Quantitative analysis of constitutive and inducible CYPs mRNA expression in the HepG2 cell line using reverse transcription-competitive PCR.

ABSTRACT

Drug interactions which affect drug metabolism are of clinical importance. It is, however, difficult to estimate drug interactions in human from results obtained in animal experiments. In our previous study, we demonstrated that a combination of the HepG2 cell line and semiquantitative reverse transcription-PCR (RT-PCR) could be used to evaluate the degree of CYP3A mRNA induction by various drugs.
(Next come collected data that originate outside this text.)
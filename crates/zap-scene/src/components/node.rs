//! Scene node: local transform, cached world transform, drawables.
//!
//! Nodes live in a [`NodeGraph`](crate::core::graph::NodeGraph) arena and
//! refer to each other by id. Derived matrices are recomputed lazily on
//! read; setters only flip dirty flags.

use std::cell::Cell;

use glam::{Mat4, Vec2, Vec3, Vec4};

use super::animator::Animator;
use super::drawable::Drawable;
use crate::api::types::{LayerId, ParentRef};
use crate::core::color::Color;
use crate::core::container::NodeContainer;
use crate::core::geometry::{inverse_or_identity, Aabb};

/// A drawable attached to a node, with its own visibility switch.
#[derive(Debug)]
pub struct DrawableSlot {
    pub drawable: Box<dyn Drawable>,
    pub visible: bool,
}

#[derive(Debug)]
pub struct Node {
    position: Vec2,
    /// Radians, counter-clockwise.
    rotation: f32,
    scale: Vec2,
    flip_x: bool,
    flip_y: bool,

    /// Draw-order key; higher z is drawn first.
    pub z: f32,
    /// Queue this node on its own even when it has children.
    pub global_order: bool,
    pub color: Color,
    opacity: f32,
    pub visible: bool,
    pub pickable: bool,

    parent_transform: Cell<Mat4>,
    local_transform: Cell<Mat4>,
    transform: Cell<Mat4>,
    inverse_transform: Cell<Mat4>,
    local_transform_dirty: Cell<bool>,
    transform_dirty: Cell<bool>,
    inverse_transform_dirty: Cell<bool>,
    children_transform_dirty: Cell<bool>,
    world_opacity: f32,

    drawables: Vec<DrawableSlot>,
    pub(crate) animator: Option<Box<dyn Animator>>,

    pub(crate) children: NodeContainer,
    pub(crate) parent: Option<ParentRef>,
    pub(crate) layer: Option<LayerId>,
}

impl Default for Node {
    fn default() -> Self {
        Self::new()
    }
}

impl Node {
    pub fn new() -> Self {
        Self {
            position: Vec2::ZERO,
            rotation: 0.0,
            scale: Vec2::ONE,
            flip_x: false,
            flip_y: false,
            z: 0.0,
            global_order: false,
            color: Color::WHITE,
            opacity: 1.0,
            visible: true,
            pickable: true,
            parent_transform: Cell::new(Mat4::IDENTITY),
            local_transform: Cell::new(Mat4::IDENTITY),
            transform: Cell::new(Mat4::IDENTITY),
            inverse_transform: Cell::new(Mat4::IDENTITY),
            local_transform_dirty: Cell::new(true),
            transform_dirty: Cell::new(true),
            inverse_transform_dirty: Cell::new(true),
            children_transform_dirty: Cell::new(true),
            world_opacity: 1.0,
            drawables: Vec::new(),
            animator: None,
            children: NodeContainer::new(),
            parent: None,
            layer: None,
        }
    }

    // -- Builders --

    pub fn with_position(mut self, position: Vec2) -> Self {
        self.set_position(position);
        self
    }

    pub fn with_z(mut self, z: f32) -> Self {
        self.z = z;
        self
    }

    pub fn with_drawable(mut self, drawable: impl Drawable + 'static) -> Self {
        self.add_drawable(Box::new(drawable));
        self
    }

    pub fn with_global_order(mut self, global_order: bool) -> Self {
        self.global_order = global_order;
        self
    }

    // -- Local transform --

    pub fn position(&self) -> Vec2 {
        self.position
    }

    pub fn set_position(&mut self, position: Vec2) {
        self.position = position;
        self.mark_local_dirty();
    }

    pub fn rotation(&self) -> f32 {
        self.rotation
    }

    pub fn set_rotation(&mut self, rotation: f32) {
        self.rotation = rotation;
        self.mark_local_dirty();
    }

    pub fn scale(&self) -> Vec2 {
        self.scale
    }

    pub fn set_scale(&mut self, scale: Vec2) {
        self.scale = scale;
        self.mark_local_dirty();
    }

    pub fn flip_x(&self) -> bool {
        self.flip_x
    }

    pub fn set_flip_x(&mut self, flip: bool) {
        self.flip_x = flip;
        self.mark_local_dirty();
    }

    pub fn flip_y(&self) -> bool {
        self.flip_y
    }

    pub fn set_flip_y(&mut self, flip: bool) {
        self.flip_y = flip;
        self.mark_local_dirty();
    }

    pub fn opacity(&self) -> f32 {
        self.opacity
    }

    pub fn set_opacity(&mut self, opacity: f32) {
        self.opacity = opacity;
    }

    /// Opacity multiplied down from the root during the last traversal.
    pub fn world_opacity(&self) -> f32 {
        self.world_opacity
    }

    pub(crate) fn set_world_opacity(&mut self, parent_opacity: f32) {
        self.world_opacity = parent_opacity * self.opacity;
    }

    /// Node color with the world opacity folded into alpha.
    pub fn tint(&self) -> Vec4 {
        let c = self.color.normalized();
        Vec4::new(c.x, c.y, c.z, c.w * self.world_opacity)
    }

    fn mark_local_dirty(&self) {
        self.local_transform_dirty.set(true);
        self.transform_dirty.set(true);
        self.inverse_transform_dirty.set(true);
    }

    // -- Derived transforms --

    /// Store a new parent transform; the local transform is untouched.
    pub fn update_transform(&self, parent: Mat4) {
        self.parent_transform.set(parent);
        self.transform_dirty.set(true);
        self.inverse_transform_dirty.set(true);
    }

    pub fn parent_transform(&self) -> Mat4 {
        self.parent_transform.get()
    }

    pub fn local_transform(&self) -> Mat4 {
        if self.local_transform_dirty.get() {
            let mut scale = self.scale;
            if self.flip_x {
                scale.x = -scale.x;
            }
            if self.flip_y {
                scale.y = -scale.y;
            }
            let local = Mat4::from_translation(self.position.extend(0.0))
                * Mat4::from_rotation_z(-self.rotation)
                * Mat4::from_scale(Vec3::new(scale.x, scale.y, 1.0));
            self.local_transform.set(local);
            self.local_transform_dirty.set(false);
        }
        self.local_transform.get()
    }

    /// World transform (parent times local).
    pub fn transform(&self) -> Mat4 {
        if self.transform_dirty.get() {
            let transform = self.parent_transform.get() * self.local_transform();
            self.transform.set(transform);
            self.transform_dirty.set(false);
            self.children_transform_dirty.set(true);
        }
        self.transform.get()
    }

    pub fn inverse_transform(&self) -> Mat4 {
        if self.inverse_transform_dirty.get() {
            self.inverse_transform.set(inverse_or_identity(&self.transform()));
            self.inverse_transform_dirty.set(false);
        }
        self.inverse_transform.get()
    }

    /// Whether children still have to be told about a changed transform.
    pub fn children_transform_dirty(&self) -> bool {
        self.children_transform_dirty.get()
    }

    pub(crate) fn clear_children_transform_dirty(&self) {
        self.children_transform_dirty.set(false);
    }

    // -- Drawables --

    /// Attach a drawable; returns its index.
    pub fn add_drawable(&mut self, drawable: Box<dyn Drawable>) -> usize {
        self.drawables.push(DrawableSlot {
            drawable,
            visible: true,
        });
        self.drawables.len() - 1
    }

    pub fn remove_drawable(&mut self, index: usize) -> Option<Box<dyn Drawable>> {
        (index < self.drawables.len()).then(|| self.drawables.remove(index).drawable)
    }

    pub fn drawables(&self) -> &[DrawableSlot] {
        &self.drawables
    }

    pub fn drawables_mut(&mut self) -> &mut [DrawableSlot] {
        &mut self.drawables
    }

    /// Drawable at `index` if it is a `T`.
    pub fn drawable<T: Drawable + 'static>(&self, index: usize) -> Option<&T> {
        self.drawables.get(index)?.drawable.as_any().downcast_ref()
    }

    pub fn drawable_mut<T: Drawable + 'static>(&mut self, index: usize) -> Option<&mut T> {
        self.drawables.get_mut(index)?.drawable.as_any_mut().downcast_mut()
    }

    pub fn set_drawable_visible(&mut self, index: usize, visible: bool) {
        if let Some(slot) = self.drawables.get_mut(index) {
            slot.visible = visible;
        }
    }

    /// Union of the visible drawables' bounds.
    pub fn bounding_box(&self) -> Aabb {
        let mut bounds = Aabb::EMPTY;
        for slot in self.drawables.iter().filter(|s| s.visible) {
            bounds.merge(&slot.drawable.bounding_box());
        }
        bounds
    }

    // -- Animator --

    /// Replace the animator; the previous one is returned.
    pub fn set_animator(&mut self, animator: impl Animator + 'static) -> Option<Box<dyn Animator>> {
        self.animator.replace(Box::new(animator))
    }

    pub fn take_animator(&mut self) -> Option<Box<dyn Animator>> {
        self.animator.take()
    }

    pub fn has_animator(&self) -> bool {
        self.animator.is_some()
    }

    // -- Relationships --

    pub fn parent(&self) -> Option<ParentRef> {
        self.parent
    }

    pub fn layer(&self) -> Option<LayerId> {
        self.layer
    }

    pub fn children(&self) -> &NodeContainer {
        &self.children
    }

    pub fn has_children(&self) -> bool {
        !self.children.is_empty()
    }
}
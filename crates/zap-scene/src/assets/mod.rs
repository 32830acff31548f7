pub mod asset;
pub mod bundle;
pub mod cache;
pub mod fs;
pub mod loader;
pub mod loaders;
pub mod manifest;

pub use asset::{Asset, AssetKind, LoadOptions};
pub use bundle::Bundle;
pub use cache::Cache;
pub use fs::{DiskFileSystem, FileSystem, MemoryFileSystem};
pub use loader::{LoadContext, Loader};
pub use manifest::{AssetDescriptor, BundleManifest};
Using an RT-competitive PCR (RT-cPCR) with beta-actin as the standard in this study, the constitutive and rifampicin (RFP)-induced expression of CYP3A4, CYP2C9, CYP2E1, and CYP1A2 mRNA in the HepG2 cells could be quantitatively and reproducibly determined. 120 h-treatment of HepG2 cells with 50 micromol/l RFP induced maximally 8.4- and 6.0-fold the expression of CYP3A4 and CYP2C9 mRNA, respectively, in comparison with untreated cells. On the other hand, mRNA level in CYP2E1 and CYP1A2 was not significantly changed by 50 micromol/l RFP after 24 to 120 h. To our knowledge, we report for the first time quantitative profiles of CYPs mRNA in HepG2 cells. This study demonstrates the efficiency of a combination of HepG2 cells and RT-cPCR in the evaluation of CYPs mRNA-induction by drugs.